_Collected data entries_
//! Outbound event-type enumeration.
//!
//! Closed set: subscriptions store a subset of these names and the
//! delivery engine routes on exact matches. Wire representation is the
//! bare variant name (e.g. `TransactionCompleted`).

use serde::{Deserialize, Serialize};

use crate::status::TransactionStatus;

/// All event types a subscriber can register for.
#[derive(Debug, Clone, Copy, PartialEq, Eq, Hash, Serialize, Deserialize)]
pub enum EventType {
    TransactionCreated,
    TransactionStatusChanged,
    TransactionCompleted,
    TransactionFailed,
    TransactionTimeout,
    TransactionRetry,
    TransactionManualResolution,
    TransactionReconciled,
    TransactionInconsistent,
    SystemAlert,
    SystemReconciliationStart,
    SystemReconciliationComplete,
    Test,
}

impl EventType {
    /// Returns all supported event types.
    #[must_use]
    pub fn all() -> Vec<Self> {
        vec![
            Self::TransactionCreated,
            Self::TransactionStatusChanged,
            Self::TransactionCompleted,
            Self::TransactionFailed,
            Self::TransactionTimeout,
            Self::TransactionRetry,
            Self::TransactionManualResolution,
            Self::TransactionReconciled,
            Self::TransactionInconsistent,
            Self::SystemAlert,
            Self::SystemReconciliationStart,
            Self::SystemReconciliationComplete,
            Self::Test,
        ]
    }

    #[must_use]
    pub fn as_str(&self) -> &'static str {
        match self {
            Self::TransactionCreated => "TransactionCreated",
            Self::TransactionStatusChanged => "TransactionStatusChanged",
            Self::TransactionCompleted => "TransactionCompleted",
            Self::TransactionFailed => "TransactionFailed",
            Self::TransactionTimeout => "TransactionTimeout",
            Self::TransactionRetry => "TransactionRetry",
            Self::TransactionManualResolution => "TransactionManualResolution",
            Self::TransactionReconciled => "TransactionReconciled",
            Self::TransactionInconsistent => "TransactionInconsistent",
            Self::SystemAlert => "SystemAlert",
            Self::SystemReconciliationStart => "SystemReconciliationStart",
            Self::SystemReconciliationComplete => "SystemReconciliationComplete",
            Self::Test => "Test",
        }
    }

    /// Parse a wire/database name. Returns None for unknown types.
    #[must_use]
    pub fn parse(s: &str) -> Option<Self> {
        serde_json::from_value(serde_json::Value::String(s.to_string())).ok()
    }

    /// Returns a human-readable description.
    #[must_use]
    pub fn description(&self) -> &'static str {
        match self {
            Self::TransactionCreated => "A transaction was accepted and recorded",
            Self::TransactionStatusChanged => "A transaction changed status",
            Self::TransactionCompleted => "A transaction completed successfully",
            Self::TransactionFailed => "A transaction failed",
            Self::TransactionTimeout => "A transaction exceeded its dwell threshold",
            Self::TransactionRetry => "A transaction attempt was retried",
            Self::TransactionManualResolution => "An operator resolved a transaction manually",
            Self::TransactionReconciled => "A transaction was reconciled automatically",
            Self::TransactionInconsistent => "A transaction entered an ambiguous state",
            Self::SystemAlert => "An operational alert was raised",
            Self::SystemReconciliationStart => "A system-wide reconciliation pass started",
            Self::SystemReconciliationComplete => "A system-wide reconciliation pass finished",
            Self::Test => "A test event requested by an operator",
        }
    }

    /// The event emitted when a transaction lands on `status` through an
    /// ordinary automatic transition.
    #[must_use]
    pub fn for_status_change(status: TransactionStatus) -> Self {
        match status {
            TransactionStatus::Completed => Self::TransactionCompleted,
            TransactionStatus::Failed | TransactionStatus::PermanentlyFailed => {
                Self::TransactionFailed
            }
            TransactionStatus::Timeout => Self::TransactionTimeout,
            TransactionStatus::Inconsistent => Self::TransactionInconsistent,
            TransactionStatus::Pending | TransactionStatus::Processing => {
                Self::TransactionStatusChanged
            }
        }
    }
}

impl std::fmt::Display for EventType {
    fn fmt(&self, f: &mut std::fmt::Formatter<'_>) -> std::fmt::Result {
        f.write_str(self.as_str())
    }
}

#[cfg(test)]
mod tests {
    use super::*;

    #[test]
    fn test_all_returns_13() {
        assert_eq!(EventType::all().len(), 13);
    }

    #[test]
    fn test_as_str_roundtrip() {
        for et in EventType::all() {
            assert_eq!(EventType::parse(et.as_str()), Some(et), "roundtrip {et}");
        }
    }

    #[test]
    fn test_parse_unknown() {
        assert_eq!(EventType::parse("TransactionExploded"), None);
        assert_eq!(EventType::parse(""), None);
    }

    #[test]
    fn test_serialization_uses_variant_name() {
        let json = serde_json::to_string(&EventType::TransactionCompleted).unwrap();
        assert_eq!(json, "\"TransactionCompleted\"");
    }

    #[test]
    fn test_for_status_change() {
        assert_eq!(
            EventType::for_status_change(TransactionStatus::Completed),
            EventType::TransactionCompleted
        );
        assert_eq!(
            EventType::for_status_change(TransactionStatus::Timeout),
            EventType::TransactionTimeout
        );
        assert_eq!(
            EventType::for_status_change(TransactionStatus::Processing),
            EventType::TransactionStatusChanged
        );
    }
}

_DESCRIPTION OF THE TASK_
Nothing in the data may be omitted; transcribe it exactly.

_EXERCISE OUTPUT_
//! Outbound event-type enumeration.
//!
//! Closed set: subscriptions store a subset of these names and the
//! delivery engine routes on exact matches. Wire representation is the
//! bare variant name (e.g. `TransactionCompleted`).

use serde::{Deserialize, Serialize};

use crate::status::TransactionStatus;

/// All event types a subscriber can register for.
#[derive(Debug, Clone, Copy, PartialEq, Eq, Hash, Serialize, Deserialize)]
pub enum EventType {
    TransactionCreated,
    TransactionStatusChanged,
    TransactionCompleted,
    TransactionFailed,
    TransactionTimeout,
    TransactionRetry,
    TransactionManualResolution,
    TransactionReconciled,
    TransactionInconsistent,
    SystemAlert,
    SystemReconciliationStart,
    SystemReconciliationComplete,
    Test,
}

impl EventType {
    /// Returns all supported event types.
    #[must_use]
    pub fn all() -> Vec<Self> {
        vec![
            Self::TransactionCreated,
            Self::TransactionStatusChanged,
            Self::TransactionCompleted,
            Self::TransactionFailed,
            Self::TransactionTimeout,
            Self::TransactionRetry,
            Self::TransactionManualResolution,
            Self::TransactionReconciled,
            Self::TransactionInconsistent,
            Self::SystemAlert,
            Self::SystemReconciliationStart,
            Self::SystemReconciliationComplete,
            Self::Test,
        ]
    }

    #[must_use]
    pub fn as_str(&self) -> &'static str {
        match self {
            Self::TransactionCreated => "TransactionCreated",
            Self::TransactionStatusChanged => "TransactionStatusChanged",
            Self::TransactionCompleted => "TransactionCompleted",
            Self::TransactionFailed => "TransactionFailed",
            Self::TransactionTimeout => "TransactionTimeout",
            Self::TransactionRetry => "TransactionRetry",
            Self::TransactionManualResolution => "TransactionManualResolution",
            Self::TransactionReconciled => "TransactionReconciled",
            Self::TransactionInconsistent => "TransactionInconsistent",
            Self::SystemAlert => "SystemAlert",
            Self::SystemReconciliationStart => "SystemReconciliationStart",
            Self::SystemReconciliationComplete => "SystemReconciliationComplete",
            Self::Test => "Test",
        }
    }

    /// Parse a wire/database name. Returns None for unknown types.
    #[must_use]
    pub fn parse(s: &str) -> Option<Self> {
        serde_json::from_value(serde_json::Value::String(s.to_string())).ok()
    }

    /// Returns a human-readable description.
    #[must_use]
    pub fn description(&self) -> &'static str {
        match self {
            Self::TransactionCreated => "A transaction was accepted and recorded",
            Self::TransactionStatusChanged => "A transaction changed status",
            Self::TransactionCompleted => "A transaction completed successfully",
            Self::TransactionFailed => "A transaction failed",
            Self::TransactionTimeout => "A transaction exceeded its dwell threshold",
            Self::TransactionRetry => "A transaction attempt was retried",
            Self::TransactionManualResolution => "An operator resolved a transaction manually",
            Self::TransactionReconciled => "A transaction was reconciled automatically",
            Self::TransactionInconsistent => "A transaction entered an ambiguous state",
            Self::SystemAlert => "An operational alert was raised",
            Self::SystemReconciliationStart => "A system-wide reconciliation pass started",
            Self::SystemReconciliationComplete => "A system-wide reconciliation pass finished",
            Self::Test => "A test event requested by an operator",
        }
    }

    /// The event emitted when a transaction lands on `status` through an
    /// ordinary automatic transition.
    #[must_use]
    pub fn for_status_change(status: TransactionStatus) -> Self {
        match status {
            TransactionStatus::Completed => Self::TransactionCompleted,
            TransactionStatus::Failed | TransactionStatus::PermanentlyFailed => {
                Self::TransactionFailed
            }
            TransactionStatus::Timeout => Self::TransactionTimeout,
            TransactionStatus::Inconsistent => Self::TransactionInconsistent,
            TransactionStatus::Pending | TransactionStatus::Processing => {
                Self::TransactionStatusChanged
            }
        }
    }
}

impl std::fmt::Display for EventType {
    fn fmt(&self, f: &mut std::fmt::Formatter<'_>) -> std::fmt::Result {
        f.write_str(self.as_str())
    }
}

#[cfg(test)]
mod tests {
    use super::*;

    #[test]
    fn test_all_returns_13() {
        assert_eq!(EventType::all().len(), 13);
    }

    #[test]
    fn test_as_str_roundtrip() {
        for et in EventType::all() {
            assert_eq!(EventType::parse(et.as_str()), Some(et), "roundtrip {et}");
        }
    }

    #[test]
    fn test_parse_unknown() {
        assert_eq!(EventType::parse("TransactionExploded"), None);
        assert_eq!(EventType::parse(""), None);
    }

    #[test]
    fn test_serialization_uses_variant_name() {
        let json = serde_json::to_string(&EventType::TransactionCompleted).unwrap();
        assert_eq!(json, "\"TransactionCompleted\"");
    }

    #[test]
    fn test_for_status_change() {
        assert_eq!(
            EventType::for_status_change(TransactionStatus::Completed),
            EventType::TransactionCompleted
        );
        assert_eq!(
            EventType::for_status_change(TransactionStatus::Timeout),
            EventType::TransactionTimeout
        );
        assert_eq!(
            EventType::for_status_change(TransactionStatus::Processing),
            EventType::TransactionStatusChanged
        );
    }
}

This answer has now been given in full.